# Provided information:
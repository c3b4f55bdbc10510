use clap::{error::ErrorKind, CommandFactory, Parser};
use crossterm::{
    event::{KeyCode, KeyEvent, KeyModifiers},
    execute,
    terminal::{disable_raw_mode, enable_raw_mode, EnterAlternateScreen, LeaveAlternateScreen},
    tty::IsTty,
};
use gradetype::{
    bank::ContentBank,
    config::{Config, ConfigStore, FileConfigStore},
    game::Game,
    runtime::{decode_key, CrosstermEventSource, FixedTicker, GameEvent, Runner},
    ui::{self, FrameData, View},
    TICK_RATE_MS,
};
use rand::rngs::StdRng;
use rand::SeedableRng;
use ratatui::{
    backend::{Backend, CrosstermBackend},
    Terminal,
};
use std::{
    error::Error,
    io::{self, stdin},
    time::Duration,
};

/// educational typing-practice tui with graded sentence banks
#[derive(Parser, Debug, Clone)]
#[clap(
    version,
    about,
    long_about = "A typing-practice TUI for young learners: pick a grade, type the sentence shown, and the virtual keyboard lights up the next key. Clear the configured number of sentences to finish the session."
)]
pub struct Cli {
    /// grade tier to practice (defaults to the saved config)
    #[clap(short = 't', long)]
    tier: Option<String>,

    /// sentences to clear before the session ends
    #[clap(short = 'm', long)]
    max_level: Option<u32>,

    /// seed for sentence selection (repeatable runs)
    #[clap(long)]
    seed: Option<u64>,

    /// list available grade tiers and exit
    #[clap(long)]
    list_tiers: bool,
}

#[derive(Debug)]
enum ExitType {
    Quit,
}

struct App {
    game: Game,
    view: View,
    notice: Option<String>,
}

impl App {
    fn new(game: Game) -> Self {
        Self {
            game,
            view: View::Typing,
            notice: None,
        }
    }
}

fn main() -> Result<(), Box<dyn Error>> {
    let cli = Cli::parse();

    let bank = ContentBank::load_default();
    if cli.list_tiers {
        for tier in bank.list_tiers() {
            println!("{tier}");
        }
        return Ok(());
    }

    if !stdin().is_tty() {
        let mut cmd = Cli::command();
        cmd.error(ErrorKind::Io, "stdin must be a tty").exit();
    }

    let store = FileConfigStore::new();
    let saved = store.load();
    let tier = cli.tier.clone().unwrap_or(saved.tier);
    let max_level = cli.max_level.unwrap_or(saved.max_level);

    let game = match cli.seed {
        Some(seed) => Game::with_rng(
            bank,
            &tier,
            max_level,
            Box::new(StdRng::seed_from_u64(seed)),
        ),
        None => Game::new(bank, &tier, max_level),
    };
    let mut game = match game {
        Ok(g) => g,
        Err(e) => {
            let mut cmd = Cli::command();
            cmd.error(ErrorKind::InvalidValue, e.to_string()).exit();
        }
    };
    game.start_new_round();

    enable_raw_mode()?;

    let mut stdout = io::stdout();
    execute!(stdout, EnterAlternateScreen)?;
    let backend = CrosstermBackend::new(stdout);
    let mut terminal = Terminal::new(backend)?;

    let mut app = App::new(game);
    let result = start_tui(&mut terminal, &mut app);

    disable_raw_mode()?;
    execute!(terminal.backend_mut(), LeaveAlternateScreen)?;
    terminal.show_cursor()?;
    result?;

    // Tier selection survives between runs; scores do not.
    let _ = store.save(&Config {
        tier: app.game.tier.clone(),
        max_level: app.game.max_level,
    });

    Ok(())
}

fn start_tui<B: Backend>(
    terminal: &mut Terminal<B>,
    app: &mut App,
) -> Result<(), Box<dyn Error>> {
    let runner = Runner::new(
        CrosstermEventSource::new(),
        FixedTicker::new(Duration::from_millis(TICK_RATE_MS)),
    );

    draw(terminal, app)?;

    loop {
        match runner.step() {
            GameEvent::Tick => {
                app.game.on_tick();
                if app.view == View::Typing {
                    draw(terminal, app)?;
                }
            }
            GameEvent::Resize => {
                draw(terminal, app)?;
            }
            GameEvent::Key(key) => {
                match handle_key(app, &key) {
                    Some(ExitType::Quit) => break,
                    None => {}
                }
                draw(terminal, app)?;
            }
        }
    }

    Ok(())
}

fn handle_key(app: &mut App, key: &KeyEvent) -> Option<ExitType> {
    if key.modifiers.contains(KeyModifiers::CONTROL) && key.code == KeyCode::Char('c') {
        return Some(ExitType::Quit);
    }

    match app.view {
        View::Typing => match key.code {
            KeyCode::Esc => return Some(ExitType::Quit),
            KeyCode::Tab => {
                app.notice = None;
                app.view = View::TierSelect;
            }
            _ => {
                if let Some(input) = decode_key(key) {
                    app.game.key(input);
                    if app.game.is_finished() {
                        app.view = View::Finished;
                    }
                }
            }
        },
        View::TierSelect => match key.code {
            KeyCode::Esc => {
                app.notice = None;
                app.view = if app.game.is_finished() {
                    View::Finished
                } else {
                    View::Typing
                };
            }
            KeyCode::Char(c) => match app.game.set_tier(&c.to_string()) {
                Ok(()) => {
                    app.notice = None;
                    app.view = View::Typing;
                }
                Err(e) => {
                    app.notice = Some(e.to_string());
                }
            },
            _ => {}
        },
        View::Finished => match key.code {
            KeyCode::Esc => return Some(ExitType::Quit),
            KeyCode::Tab => {
                app.notice = None;
                app.view = View::TierSelect;
            }
            KeyCode::Char('r') => {
                app.game.reset_game(None).expect("active tier stays valid");
                app.game.start_new_round();
                app.view = View::Typing;
            }
            _ => {}
        },
    }

    None
}

fn draw<B: Backend>(terminal: &mut Terminal<B>, app: &App) -> Result<(), Box<dyn Error>> {
    let snapshot = app.game.snapshot();
    let tiers = app.game.bank().list_tiers();
    terminal.draw(|f| {
        ui::draw(
            f,
            &FrameData {
                snapshot: &snapshot,
                view: &app.view,
                tiers: &tiers,
                notice: app.notice.as_deref(),
            },
        )
    })?;
    Ok(())
}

# Work item:
Scan the entries above and show each line that contains the word "CrosstermBackend".

# Written response:
    backend::{Backend, CrosstermBackend},
    let backend = CrosstermBackend::new(stdout);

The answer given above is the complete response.